Question 2 Multiple Choice
Which principle best explains why a parser initially analyzes 'The horse raced past the barn fell' as meaning the horse raced past the barn, rather than recognizing it as a passive reduced relative clause?
AThe parser applies minimal attachment, preferring 'raced' as the main verb requiring no additional syntactic structure.
BThe parser applies late closure, attaching 'barn' to the most recently opened noun phrase.
CThe parser has insufficient working memory to track the subject 'horse' while processing 'raced.'
DThe parser expects passive voice to be marked overtly, and reduced relatives violate this expectation.
Minimal attachment drives the initial misanalysis: the parser attaches 'raced' as the main verb (the simplest structure, requiring the fewest syntactic nodes) rather than as the beginning of a reduced relative clause. The reduced relative clause analysis requires opening an additional S-node for the embedded clause, which minimal attachment avoids unless forced. When 'fell' arrives, it cannot be the main verb because 'raced' already filled that role — the parser must revise, producing the garden-path effect.
Question 3 True / False
Object relative clauses are harder to process than subject relative clauses because they are grammatically incorrect in standard English.
TTrue
FFalse
Answer: False
Both subject and object relative clauses are grammatically well-formed. The difficulty is a processing phenomenon, not a grammaticality judgment. Object relative clauses are harder because they create a longer dependency distance — the relativized element is in object position, separated from the head noun by an intervening subject NP — and are less frequent in natural language. The parser experiences measurable reading-time increases and higher error rates, but not because they violate grammar.
Question 4 True / False
Center-embedded sentences like 'The reporter that the senator that the lobbyist attacked accused ran' are difficult to process because maintaining multiple open dependencies simultaneously exhausts working memory.
TTrue
FFalse
Answer: True
Center-embedding stacks relative clauses inside each other, forcing the parser to hold multiple incomplete dependencies open simultaneously: 'reporter' waits for its verb ('ran'), 'senator' waits for its verb ('accused'), and 'lobbyist attacked' must be resolved — all before any of the main clause verbs arrive. Working memory capacity limits how many open dependencies can be maintained. Native speakers typically fail to process more than two levels of center-embedding, demonstrating that grammatical competence does not predict processing ease.
Question 5 Short Answer
Why does dependency distance predict parsing difficulty better than sentence length alone?
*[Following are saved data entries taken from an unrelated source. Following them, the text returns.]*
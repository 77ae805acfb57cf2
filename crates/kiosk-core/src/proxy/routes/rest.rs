//! REST API proxy (`/rest-proxy`).

use axum::http::{HeaderMap, Method};
use kiosk_types::{ProxyError, RouteKind};

use super::{InboundRequest, ProxyRoute};
use crate::proxy::headers::{forward_headers, REST_FORWARD_ALLOWLIST};
use crate::proxy::query::build_target;
use crate::proxy::upstream::UpstreamRequest;

#[derive(Debug, Default, Clone, Copy)]
pub struct RestRoute;

impl ProxyRoute for RestRoute {
    const KIND: RouteKind = RouteKind::RestCall;

    fn prepare(&self, inbound: &InboundRequest) -> Result<UpstreamRequest, ProxyError> {
        let cms = inbound.query.require("cms", "Missing cms parameter")?;
        let path = inbound.query.get("path").unwrap_or_default();
        let url = build_target(cms, path, &inbound.query.passthrough(&["cms", "path"]));

        let headers: HeaderMap = forward_headers(&inbound.headers, &REST_FORWARD_ALLOWLIST);

        // Bodies go out as the exact bytes received, whatever their type.
        let carries_body = inbound.method != Method::GET && inbound.method != Method::HEAD;
        let body = (carries_body && !inbound.body.is_empty()).then(|| inbound.body.clone());

        Ok(UpstreamRequest { method: inbound.method.clone(), url, headers, body })
    }
}
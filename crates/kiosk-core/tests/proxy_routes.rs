#![allow(unused_crate_dependencies)]
#![allow(clippy::tests_outside_test_module, reason = "integration tests live in tests/ dir")]
#![allow(clippy::expect_used, clippy::unwrap_used, reason = "integration test: panics are the assertion mechanism")]

mod common;

use axum::{
    body::Body,
    http::{header, Method, Request, StatusCode},
};
use common::{app, enc, get, proxy_app, send};
use std::io::Write;
use std::time::Duration;
use tokio::io::{AsyncReadExt, AsyncWriteExt};
use tokio::net::{TcpListener, TcpStream};
use wiremock::matchers::{any, body_string, header as header_eq, method, path, query_param};
use wiremock::{Mock, MockServer, ResponseTemplate};

#[tokio::test]
async fn test_missing_cms_never_reaches_upstream() {
    let cms = MockServer::start().await;
    Mock::given(any()).respond_with(ResponseTemplate::new(200)).expect(0).mount(&cms).await;

    for (uri, message) in [
        ("/xmds-proxy?serverKey=ABC123&method=Ping", "Missing cms parameter"),
        ("/rest-proxy?path=/api/displays", "Missing cms parameter"),
        ("/file-proxy?url=/media/1.mp4", "Missing cms or url parameter"),
    ] {
        let (_dir, app) = proxy_app();
        let relayed = send(app, get(uri)).await;
        assert_eq!(relayed.status, StatusCode::BAD_REQUEST, "{uri}");
        assert_eq!(relayed.json(), serde_json::json!({ "error": message }), "{uri}");
    }

    // A url without a cms is just as incomplete.
    let (_dir, app) = proxy_app();
    let relayed = send(app, get(&format!("/file-proxy?cms={}", enc(&cms.uri())))).await;
    assert_eq!(relayed.status, StatusCode::BAD_REQUEST);

    cms.verify().await;
}

#[tokio::test]
async fn test_xmds_ping_relayed() {
    let cms = MockServer::start().await;
    Mock::given(method("GET"))
        .and(path("/xmds.php"))
        .and(query_param("serverKey", "ABC123"))
        .and(query_param("method", "Ping"))
        .respond_with(ResponseTemplate::new(200).set_body_raw("<pong/>", "text/xml"))
        .expect(1)
        .mount(&cms)
        .await;

    let (_dir, app) = proxy_app();
    let uri = format!("/xmds-proxy?cms={}&serverKey=ABC123&method=Ping", enc(&cms.uri()));
    let relayed = send(app, get(&uri)).await;

    assert_eq!(relayed.status, StatusCode::OK);
    assert_eq!(relayed.text(), "<pong/>");
    assert_eq!(relayed.headers[header::CONTENT_TYPE], "text/xml");
    assert_eq!(relayed.headers[header::ACCESS_CONTROL_ALLOW_ORIGIN], "*");

    let received = cms.received_requests().await.expect("recording enabled");
    assert_eq!(received.len(), 1);
    assert_eq!(received[0].url.query(), Some("serverKey=ABC123&method=Ping"));
    let agent = received[0].headers.get(header::USER_AGENT).unwrap().to_str().unwrap();
    assert!(agent.starts_with("Kiosk Player Relay/"), "{agent}");
}

#[tokio::test]
async fn test_xmds_post_forwards_envelope() {
    let cms = MockServer::start().await;
    let envelope = r#"<soap:Envelope><soap:Body><RegisterDisplay/></soap:Body></soap:Envelope>"#;
    Mock::given(method("POST"))
        .and(path("/xmds.php"))
        .and(query_param("v", "7"))
        .and(header_eq("soapaction", "urn:xmds#RegisterDisplay"))
        .and(header_eq("content-type", "text/xml; charset=utf-8"))
        .and(body_string(envelope))
        .respond_with(ResponseTemplate::new(500).set_body_raw("<soap:Fault/>", "text/xml"))
        .expect(1)
        .mount(&cms)
        .await;

    let (_dir, app) = proxy_app();
    let request = Request::builder()
        .method(Method::POST)
        .uri(format!("/xmds-proxy?cms={}&v=7", enc(&cms.uri())))
        .header("SOAPAction", "urn:xmds#RegisterDisplay")
        .body(Body::from(envelope))
        .unwrap();
    let relayed = send(app, request).await;

    // Upstream faults pass through untouched; they are not proxy errors.
    assert_eq!(relayed.status, StatusCode::INTERNAL_SERVER_ERROR);
    assert_eq!(relayed.text(), "<soap:Fault/>");
}

#[tokio::test]
async fn test_rest_strips_transport_headers_and_stamps_cors() {
    let cms = MockServer::start().await;
    Mock::given(method("GET"))
        .and(path("/api/displays"))
        .and(query_param("limit", "10"))
        .and(header_eq("authorization", "Bearer t0ken"))
        .respond_with(
            ResponseTemplate::new(200)
                .set_body_raw(r#"{"displays":[]}"#, "application/json")
                .insert_header("content-encoding", "identity")
                .insert_header("access-control-allow-origin", "https://cms.example.org")
                .insert_header("etag", "\"v42\"")
                .insert_header("x-cms-version", "4.0"),
        )
        .expect(1)
        .mount(&cms)
        .await;

    let (_dir, app) = proxy_app();
    let request = Request::builder()
        .uri(format!("/rest-proxy?cms={}&path=%2Fapi%2Fdisplays&limit=10", enc(&cms.uri())))
        .header(header::AUTHORIZATION, "Bearer t0ken")
        .header(header::COOKIE, "session=1")
        .body(Body::empty())
        .unwrap();
    let relayed = send(app, request).await;

    assert_eq!(relayed.status, StatusCode::OK);
    assert_eq!(relayed.json(), serde_json::json!({ "displays": [] }));
    for name in [header::TRANSFER_ENCODING, header::CONNECTION, header::CONTENT_ENCODING] {
        assert!(!relayed.headers.contains_key(&name), "{name} leaked through");
    }
    // Any length present is the relay's own framing of the body it sends.
    if let Some(length) = relayed.headers.get(header::CONTENT_LENGTH) {
        assert_eq!(length.to_str().unwrap(), relayed.body.len().to_string());
    }
    assert_eq!(relayed.headers.get_all(header::ACCESS_CONTROL_ALLOW_ORIGIN).iter().count(), 1);
    assert_eq!(relayed.headers[header::ACCESS_CONTROL_ALLOW_ORIGIN], "*");
    assert_eq!(relayed.headers[header::ETAG], "\"v42\"");
    assert_eq!(relayed.headers["x-cms-version"], "4.0");

    let received = cms.received_requests().await.unwrap();
    assert!(!received[0].headers.contains_key(header::COOKIE));
}

#[tokio::test]
async fn test_rest_post_forwards_raw_body() {
    let cms = MockServer::start().await;
    let payload = r#"{"type":"layout","count":3}"#;
    Mock::given(method("POST"))
        .and(path("/api/stats"))
        .and(body_string(payload))
        .respond_with(ResponseTemplate::new(201))
        .expect(1)
        .mount(&cms)
        .await;

    let (_dir, app) = proxy_app();
    let request = Request::builder()
        .method(Method::POST)
        .uri(format!("/rest-proxy?cms={}&path=/api/stats", enc(&cms.uri())))
        .header(header::CONTENT_TYPE, "application/json")
        .body(Body::from(payload))
        .unwrap();
    let relayed = send(app, request).await;

    assert_eq!(relayed.status, StatusCode::CREATED);
}

#[tokio::test]
async fn test_rest_relays_upstream_404() {
    let cms = MockServer::start().await;
    Mock::given(path("/api/missing"))
        .respond_with(ResponseTemplate::new(404).set_body_raw("gone", "text/plain"))
        .mount(&cms)
        .await;

    let (_dir, app) = proxy_app();
    let relayed =
        send(app, get(&format!("/rest-proxy?cms={}&path=/api/missing", enc(&cms.uri())))).await;
    assert_eq!(relayed.status, StatusCode::NOT_FOUND);
    assert_eq!(relayed.text(), "gone");
}

#[tokio::test]
async fn test_same_get_twice_relays_identically() {
    let cms = MockServer::start().await;
    Mock::given(method("GET"))
        .and(path("/api/schedule"))
        .respond_with(
            ResponseTemplate::new(200)
                .set_body_raw(r#"{"layouts":[1,2,3]}"#, "application/json")
                .insert_header("etag", "\"s1\""),
        )
        .expect(2)
        .mount(&cms)
        .await;

    let uri = format!("/rest-proxy?cms={}&path=/api/schedule", enc(&cms.uri()));
    let (_dir, app) = proxy_app();
    let first = send(app.clone(), get(&uri)).await;
    let second = send(app, get(&uri)).await;

    let mut first_headers = first.headers.clone();
    let mut second_headers = second.headers.clone();
    first_headers.remove(header::DATE);
    second_headers.remove(header::DATE);

    assert_eq!(first.status, second.status);
    assert_eq!(first_headers, second_headers);
    assert_eq!(first.body, second.body);
}

#[tokio::test]
async fn test_file_range_relayed_as_partial_content() {
    let cms = MockServer::start().await;
    Mock::given(method("GET"))
        .and(path("/media/42.mp4"))
        .and(header_eq("range", "bytes=0-3"))
        .and(header_eq("accept-encoding", "identity"))
        .respond_with(
            ResponseTemplate::new(206)
                .set_body_bytes(b"\x00\x00\x00\x18".to_vec())
                .insert_header("content-type", "video/mp4")
                .insert_header("content-range", "bytes 0-3/1048576")
                .insert_header("accept-ranges", "bytes"),
        )
        .expect(1)
        .mount(&cms)
        .await;

    let (_dir, app) = proxy_app();
    let request = Request::builder()
        .uri(format!("/file-proxy?cms={}&url={}", enc(&cms.uri()), enc("/media/42.mp4")))
        .header(header::RANGE, "bytes=0-3")
        .body(Body::empty())
        .unwrap();
    let relayed = send(app, request).await;

    assert_eq!(relayed.status, StatusCode::PARTIAL_CONTENT);
    assert_eq!(relayed.headers[header::CONTENT_RANGE], "bytes 0-3/1048576");
    assert_eq!(relayed.headers[header::CONTENT_TYPE], "video/mp4");
    assert_eq!(relayed.headers[header::ACCESS_CONTROL_ALLOW_ORIGIN], "*");
    assert!(!relayed.headers.contains_key(header::CONTENT_LENGTH));
    assert_eq!(&relayed.body[..], b"\x00\x00\x00\x18");
}

#[tokio::test]
async fn test_file_proxy_rejects_post() {
    let (_dir, app) = proxy_app();
    let request = Request::builder()
        .method(Method::POST)
        .uri("/file-proxy?cms=http%3A%2F%2Fcms&url=%2Fm.mp4")
        .body(Body::empty())
        .unwrap();
    assert_eq!(send(app, request).await.status, StatusCode::METHOD_NOT_ALLOWED);
}

#[tokio::test]
async fn test_unreachable_cms_is_json_500() {
    // Bind then drop to get a port nothing listens on.
    let port = std::net::TcpListener::bind("127.0.0.1:0").unwrap().local_addr().unwrap().port();
    let cms = format!("http://127.0.0.1:{port}");

    for (uri, code) in [
        (format!("/xmds-proxy?cms={}", enc(&cms)), "Proxy error"),
        (format!("/rest-proxy?cms={}&path=/api", enc(&cms)), "REST proxy error"),
        (format!("/file-proxy?cms={}&url=/m.mp4", enc(&cms)), "File proxy error"),
    ] {
        let (_dir, app) = proxy_app();
        let relayed = send(app, get(&uri)).await;
        assert_eq!(relayed.status, StatusCode::INTERNAL_SERVER_ERROR, "{uri}");
        let body = relayed.json();
        assert_eq!(body["error"], code);
        assert!(!body["message"].as_str().unwrap().is_empty());
    }
}

#[tokio::test]
async fn test_compressed_upstream_length_never_leaks() {
    let decoded = "signage ".repeat(625);
    let mut encoder = flate2::write::GzEncoder::new(Vec::new(), flate2::Compression::best());
    encoder.write_all(decoded.as_bytes()).unwrap();
    let compressed = encoder.finish().unwrap();
    assert!(compressed.len() < decoded.len());

    let cms = MockServer::start().await;
    Mock::given(method("GET"))
        .and(path("/api/library"))
        .respond_with(
            ResponseTemplate::new(200)
                .set_body_bytes(compressed.clone())
                .insert_header("content-type", "text/plain")
                .insert_header("content-encoding", "gzip"),
        )
        .expect(1)
        .mount(&cms)
        .await;

    let (_dir, app) = proxy_app();
    let relayed =
        send(app, get(&format!("/rest-proxy?cms={}&path=/api/library", enc(&cms.uri())))).await;

    assert_eq!(relayed.status, StatusCode::OK);
    assert_eq!(relayed.text(), decoded);
    assert!(!relayed.headers.contains_key(header::CONTENT_ENCODING));
    if let Some(length) = relayed.headers.get(header::CONTENT_LENGTH) {
        assert_ne!(length.to_str().unwrap(), compressed.len().to_string());
        assert_eq!(length.to_str().unwrap(), decoded.len().to_string());
    }
}

/// A CMS that accepts the connection, reads the request and never answers.
/// Resolves to true once the relay closes its side.
async fn upstream_closed_after_client_drop(uri_for: impl FnOnce(&str) -> String) -> bool {
    let cms = TcpListener::bind("127.0.0.1:0").await.unwrap();
    let cms_base = format!("http://{}", cms.local_addr().unwrap());

    let bundle = tempfile::tempdir().unwrap();
    let listener = TcpListener::bind("127.0.0.1:0").await.unwrap();
    let handle = kiosk_core::ServerHandle::spawn(
        listener,
        app(bundle.path(), kiosk_core::ProxyConfig::default()),
    )
    .unwrap();

    let mut client = TcpStream::connect(handle.local_addr()).await.unwrap();
    let request = format!("GET {} HTTP/1.1\r\nHost: localhost\r\n\r\n", uri_for(&cms_base));
    client.write_all(request.as_bytes()).await.unwrap();

    let (mut upstream, _) =
        tokio::time::timeout(Duration::from_secs(5), cms.accept()).await.unwrap().unwrap();
    let mut received = Vec::new();
    let mut buf = [0_u8; 1024];
    while !received.windows(4).any(|w| w == b"\r\n\r\n") {
        let n = upstream.read(&mut buf).await.unwrap();
        assert!(n > 0, "relay closed before sending its request");
        received.extend_from_slice(&buf[..n]);
    }

    drop(client);

    let closed = match tokio::time::timeout(Duration::from_secs(5), upstream.read(&mut buf)).await
    {
        Ok(Ok(0)) | Ok(Err(_)) => true,
        Ok(Ok(_)) | Err(_) => false,
    };
    handle.shutdown().await.unwrap();
    closed
}

#[tokio::test]
async fn test_client_disconnect_aborts_upstream_call() {
    assert!(
        upstream_closed_after_client_drop(|cms| format!(
            "/rest-proxy?cms={}&path=/api/schedule",
            enc(cms)
        ))
        .await,
        "rest"
    );
    assert!(
        upstream_closed_after_client_drop(|cms| format!(
            "/file-proxy?cms={}&url=/media/big.mp4",
            enc(cms)
        ))
        .await,
        "file"
    );
    assert!(
        upstream_closed_after_client_drop(|cms| format!(
            "/xmds-proxy?cms={}&method=RequiredFiles",
            enc(cms)
        ))
        .await,
        "xmds"
    );
}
Think about your answer, then reveal below.
Model answer: Sentence length doesn't capture what actually strains the parsing system: the burden of holding an open, unresolved dependency in working memory while processing intervening material. A long sentence where each dependency is quickly resolved is easy; a short sentence where a single dependency spans many intervening words is hard. Dependency distance measures the actual memory load — how many words must be processed between an element and the word it depends on. Long-distance dependencies are hard because they force the parser to maintain incomplete structures in memory for longer.
This is why the subject/object relative clause asymmetry is such a clean demonstration: both sentence types have very similar lengths, but their dependency structures differ — subject relatives resolve the dependency quickly, object relatives stretch it across an intervening noun phrase. The processing cost maps onto the dependency structure, not the surface length. This also explains why scrambled or topicalized constructions in flexible word-order languages create processing costs without adding words.